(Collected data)
BEGIN
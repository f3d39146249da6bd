//! API configuration.

use std::str::FromStr;

use cqa_scorer::ScorerConfig;
use tracing::warn;

/// API server configuration.
#[derive(Debug, Clone)]
pub struct ApiConfig {
    /// Server host
    pub host: String,
    /// Server port
    pub port: u16,
    /// CORS origins
    pub cors_origins: Vec<String>,
    /// Rate limit requests per second (per client IP)
    pub rate_limit_rps: u32,
    /// Rate limit burst
    pub rate_limit_burst: u32,
    /// Max request body size
    pub max_body_size: usize,
    /// Max frames accepted in one upload (unlimited when unset)
    pub max_frames: Option<usize>,
    /// Environment (development/production)
    pub environment: String,
    /// Serve Prometheus metrics at /metrics
    pub metrics_enabled: bool,
    /// Issue detection thresholds
    pub scorer: ScorerConfig,
}

impl Default for ApiConfig {
    fn default() -> Self {
        Self {
            host: "0.0.0.0".to_string(),
            port: 8000,
            cors_origins: vec!["*".to_string()],
            rate_limit_rps: 10,
            rate_limit_burst: 20,
            max_body_size: 50 * 1024 * 1024, // 50MB
            max_frames: None,
            environment: "development".to_string(),
            metrics_enabled: true,
            scorer: ScorerConfig::default(),
        }
    }
}

impl ApiConfig {
    /// Create config from environment variables.
    pub fn from_env() -> Self {
        Self::from_lookup(|key| std::env::var(key).ok())
    }

    /// Create config from an arbitrary key lookup.
    pub fn from_lookup<F>(lookup: F) -> Self
    where
        F: Fn(&str) -> Option<String>,
    {
        let defaults = Self::default();

        let scorer = ScorerConfig {
            issue_drop_threshold: parse_or(
                &lookup,
                "SCORER_ISSUE_DROP",
                defaults.scorer.issue_drop_threshold,
            ),
            severe_drop_threshold: parse_or(
                &lookup,
                "SCORER_SEVERE_DROP",
                defaults.scorer.severe_drop_threshold,
            ),
        };
        let scorer = match scorer.validate() {
            Ok(()) => scorer,
            Err(e) => {
                warn!("{}; falling back to default thresholds", e);
                ScorerConfig::default()
            }
        };

        Self {
            host: lookup("API_HOST").unwrap_or(defaults.host),
            port: parse_or(&lookup, "API_PORT", defaults.port),
            cors_origins: lookup("CORS_ORIGINS")
                .map(|s| s.split(',').map(|s| s.trim().to_string()).collect())
                .unwrap_or(defaults.cors_origins),
            rate_limit_rps: parse_or(&lookup, "RATE_LIMIT_RPS", defaults.rate_limit_rps),
            rate_limit_burst: parse_or(&lookup, "RATE_LIMIT_BURST", defaults.rate_limit_burst),
            max_body_size: parse_or(&lookup, "MAX_BODY_SIZE", defaults.max_body_size),
            max_frames: lookup("MAX_FRAMES")
                .and_then(|s| s.trim().parse().ok())
                .or(defaults.max_frames),
            environment: lookup("ENVIRONMENT").unwrap_or(defaults.environment),
            metrics_enabled: lookup("METRICS_ENABLED")
                .map(|v| v == "true" || v == "1")
                .unwrap_or(defaults.metrics_enabled),
            scorer,
        }
    }

    /// Check if running in production mode.
    pub fn is_production(&self) -> bool {
        self.environment.to_lowercase() == "production"
    }
}

fn parse_or<F, T>(lookup: &F, key: &str, default: T) -> T
where
    F: Fn(&str) -> Option<String>,
    T: FromStr,
{
    lookup(key)
        .and_then(|s| s.trim().parse().ok())
        .unwrap_or(default)
}
//! # Constellation Engine
//!
//! A typed dataflow DAG execution engine for heterogeneous computation
//! pipelines. A pipeline is a directed acyclic graph of module nodes
//! (side-effecting computations with declared schemas) and data nodes
//! (typed values: user-supplied, module-produced, or derived by inline
//! transforms). The engine validates inputs, computes topological batches,
//! fires modules concurrently per batch under resilience wrappers, and
//! returns the declared outputs with rich execution metadata.
//!
//! ## Pipeline of a run
//!
//! ```text
//! (DagSpec, inputs, options)
//!     ↓
//! [Validation]          → typed inputs + missing set
//!     ↓
//! [Batching]            → topological batches (cycle detection)
//!     ↓
//! [Scheduler]           → concurrent module firing per batch
//!     ├── [Wrappers]    → retry, timeout, backoff, fallback, breaker
//!     └── [Transforms]  → eager inline-derived node evaluation
//!     ↓
//! [Metadata Builder]    → timings, provenance, blocked graph
//!     ↓
//! DataSignature { status, outputs, metadata }
//! ```
//!
//! Missing inputs do not fail a suspendable run: everything reachable
//! fires, and the rest is captured as a [`suspend::SuspendedExecution`]
//! that can be persisted through a [`suspend::SuspensionStore`] and
//! resumed later, possibly in another process.
//!
//! ## Usage
//!
//! ```rust,ignore
//! use constellation::{Constellation, ExecutionOptions};
//! use constellation::value::CValue;
//!
//! let engine = Constellation::init()?;
//! engine.set_module(uppercase_module());
//!
//! let mut inputs = std::collections::BTreeMap::new();
//! inputs.insert("text".to_string(), CValue::str("hello"));
//!
//! let signature = engine.run(pipeline, inputs, &ExecutionOptions::default()).await?;
//! assert_eq!(signature.outputs["result"], CValue::str("HELLO"));
//! ```
//!
//! ## Module Organization
//!
//! | Module | Purpose |
//! |--------|---------|
//! | `value` | `CType`/`CValue`/`RawValue` and the JSON codec |
//! | `graph` | `DagSpec`, hashes, topological batching |
//! | `transform` | Inline-transform operators and evaluator |
//! | `module` | The `Module` contract and statuses |
//! | `runtime` | Scheduler, cells, wrappers, circuit breakers |
//! | `suspend` | Suspension records, resume, stores |
//! | `metadata` | Post-run metadata derivation |
//! | `stepped` | Batch-at-a-time interactive execution |
//! | `engine` | The `Constellation` facade |

pub mod config;
pub mod engine;
pub mod error;
pub mod graph;
pub mod metadata;
pub mod module;
pub mod runtime;
pub mod stepped;
pub mod suspend;
pub mod transform;
pub mod value;

// Facade re-exports
pub use config::Config;
pub use engine::{Constellation, DataSignature, RunStatus};
pub use error::{EngineError, EngineResult};
pub use graph::{DagSpec, DagSpecBuilder, DataNodeSpec, ModuleNodeSpec};
pub use metadata::{ExecutionMetadata, ResolutionSource};
pub use module::{FnModule, Module, ModuleInputs, ModuleOutput, ModuleStatus};
pub use runtime::{
    BackoffStrategy, CircuitBreakerConfig, ExecutionOptions, ModuleCallOptions, Runtime,
};
pub use suspend::{
    FileStore, MemoryStore, ResumeRequest, SuspendedExecution, SuspensionFilter, SuspensionStore,
};
pub use value::{CType, CValue, RawValue};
END
WHAT IS NEEDED:
Output each entry once again, exactly as shown above.

YOUR RESPONSE:
repository f3d39146249da6bd
//! API configuration.

use std::str::FromStr;

use cqa_scorer::ScorerConfig;
use tracing::warn;

/// API server configuration.
#[derive(Debug, Clone)]
pub struct ApiConfig {
    /// Server host
    pub host: String,
    /// Server port
    pub port: u16,
    /// CORS origins
    pub cors_origins: Vec<String>,
    /// Rate limit requests per second (per client IP)
    pub rate_limit_rps: u32,
    /// Rate limit burst
    pub rate_limit_burst: u32,
    /// Max request body size
    pub max_body_size: usize,
    /// Max frames accepted in one upload (unlimited when unset)
    pub max_frames: Option<usize>,
    /// Environment (development/production)
    pub environment: String,
    /// Serve Prometheus metrics at /metrics
    pub metrics_enabled: bool,
    /// Issue detection thresholds
    pub scorer: ScorerConfig,
}

impl Default for ApiConfig {
    fn default() -> Self {
        Self {
            host: "0.0.0.0".to_string(),
            port: 8000,
            cors_origins: vec!["*".to_string()],
            rate_limit_rps: 10,
            rate_limit_burst: 20,
            max_body_size: 50 * 1024 * 1024, // 50MB
            max_frames: None,
            environment: "development".to_string(),
            metrics_enabled: true,
            scorer: ScorerConfig::default(),
        }
    }
}

impl ApiConfig {
    /// Create config from environment variables.
    pub fn from_env() -> Self {
        Self::from_lookup(|key| std::env::var(key).ok())
    }

    /// Create config from an arbitrary key lookup.
    pub fn from_lookup<F>(lookup: F) -> Self
    where
        F: Fn(&str) -> Option<String>,
    {
        let defaults = Self::default();

        let scorer = ScorerConfig {
            issue_drop_threshold: parse_or(
                &lookup,
                "SCORER_ISSUE_DROP",
                defaults.scorer.issue_drop_threshold,
            ),
            severe_drop_threshold: parse_or(
                &lookup,
                "SCORER_SEVERE_DROP",
                defaults.scorer.severe_drop_threshold,
            ),
        };
        let scorer = match scorer.validate() {
            Ok(()) => scorer,
            Err(e) => {
                warn!("{}; falling back to default thresholds", e);
                ScorerConfig::default()
            }
        };

        Self {
            host: lookup("API_HOST").unwrap_or(defaults.host),
            port: parse_or(&lookup, "API_PORT", defaults.port),
            cors_origins: lookup("CORS_ORIGINS")
                .map(|s| s.split(',').map(|s| s.trim().to_string()).collect())
                .unwrap_or(defaults.cors_origins),
            rate_limit_rps: parse_or(&lookup, "RATE_LIMIT_RPS", defaults.rate_limit_rps),
            rate_limit_burst: parse_or(&lookup, "RATE_LIMIT_BURST", defaults.rate_limit_burst),
            max_body_size: parse_or(&lookup, "MAX_BODY_SIZE", defaults.max_body_size),
            max_frames: lookup("MAX_FRAMES")
                .and_then(|s| s.trim().parse().ok())
                .or(defaults.max_frames),
            environment: lookup("ENVIRONMENT").unwrap_or(defaults.environment),
            metrics_enabled: lookup("METRICS_ENABLED")
                .map(|v| v == "true" || v == "1")
                .unwrap_or(defaults.metrics_enabled),
            scorer,
        }
    }

    /// Check if running in production mode.
    pub fn is_production(&self) -> bool {
        self.environment.to_lowercase() == "production"
    }
}

fn parse_or<F, T>(lookup: &F, key: &str, default: T) -> T
where
    F: Fn(&str) -> Option<String>,
    T: FromStr,
{
    lookup(key)
        .and_then(|s| s.trim().parse().ok())
        .unwrap_or(default)
}
//! # Constellation Engine
//!
//! A typed dataflow DAG execution engine for heterogeneous computation
//! pipelines. A pipeline is a directed acyclic graph of module nodes
//! (side-effecting computations with declared schemas) and data nodes
//! (typed values: user-supplied, module-produced, or derived by inline
//! transforms). The engine validates inputs, computes topological batches,
//! fires modules concurrently per batch under resilience wrappers, and
//! returns the declared outputs with rich execution metadata.
//!
//! ## Pipeline of a run
//!
//! ```text
//! (DagSpec, inputs, options)
//!     ↓
//! [Validation]          → typed inputs + missing set
//!     ↓
//! [Batching]            → topological batches (cycle detection)
//!     ↓
//! [Scheduler]           → concurrent module firing per batch
//!     ├── [Wrappers]    → retry, timeout, backoff, fallback, breaker
//!     └── [Transforms]  → eager inline-derived node evaluation
//!     ↓
//! [Metadata Builder]    → timings, provenance, blocked graph
//!     ↓
//! DataSignature { status, outputs, metadata }
//! ```
//!
//! Missing inputs do not fail a suspendable run: everything reachable
//! fires, and the rest is captured as a [`suspend::SuspendedExecution`]
//! that can be persisted through a [`suspend::SuspensionStore`] and
//! resumed later, possibly in another process.
//!
//! ## Usage
//!
//! ```rust,ignore
//! use constellation::{Constellation, ExecutionOptions};
//! use constellation::value::CValue;
//!
//! let engine = Constellation::init()?;
//! engine.set_module(uppercase_module());
//!
//! let mut inputs = std::collections::BTreeMap::new();
//! inputs.insert("text".to_string(), CValue::str("hello"));
//!
//! let signature = engine.run(pipeline, inputs, &ExecutionOptions::default()).await?;
//! assert_eq!(signature.outputs["result"], CValue::str("HELLO"));
//! ```
//!
//! ## Module Organization
//!
//! | Module | Purpose |
//! |--------|---------|
//! | `value` | `CType`/`CValue`/`RawValue` and the JSON codec |
//! | `graph` | `DagSpec`, hashes, topological batching |
//! | `transform` | Inline-transform operators and evaluator |
//! | `module` | The `Module` contract and statuses |
//! | `runtime` | Scheduler, cells, wrappers, circuit breakers |
//! | `suspend` | Suspension records, resume, stores |
//! | `metadata` | Post-run metadata derivation |
//! | `stepped` | Batch-at-a-time interactive execution |
//! | `engine` | The `Constellation` facade |

pub mod config;
pub mod engine;
pub mod error;
pub mod graph;
pub mod metadata;
pub mod module;
pub mod runtime;
pub mod stepped;
pub mod suspend;
pub mod transform;
pub mod value;

// Facade re-exports
pub use config::Config;
pub use engine::{Constellation, DataSignature, RunStatus};
pub use error::{EngineError, EngineResult};
pub use graph::{DagSpec, DagSpecBuilder, DataNodeSpec, ModuleNodeSpec};
pub use metadata::{ExecutionMetadata, ResolutionSource};
pub use module::{FnModule, Module, ModuleInputs, ModuleOutput, ModuleStatus};
pub use runtime::{
    BackoffStrategy, CircuitBreakerConfig, ExecutionOptions, ModuleCallOptions, Runtime,
};
pub use suspend::{
    FileStore, MemoryStore, ResumeRequest, SuspendedExecution, SuspensionFilter, SuspensionStore,
};
pub use value::{CType, CValue, RawValue};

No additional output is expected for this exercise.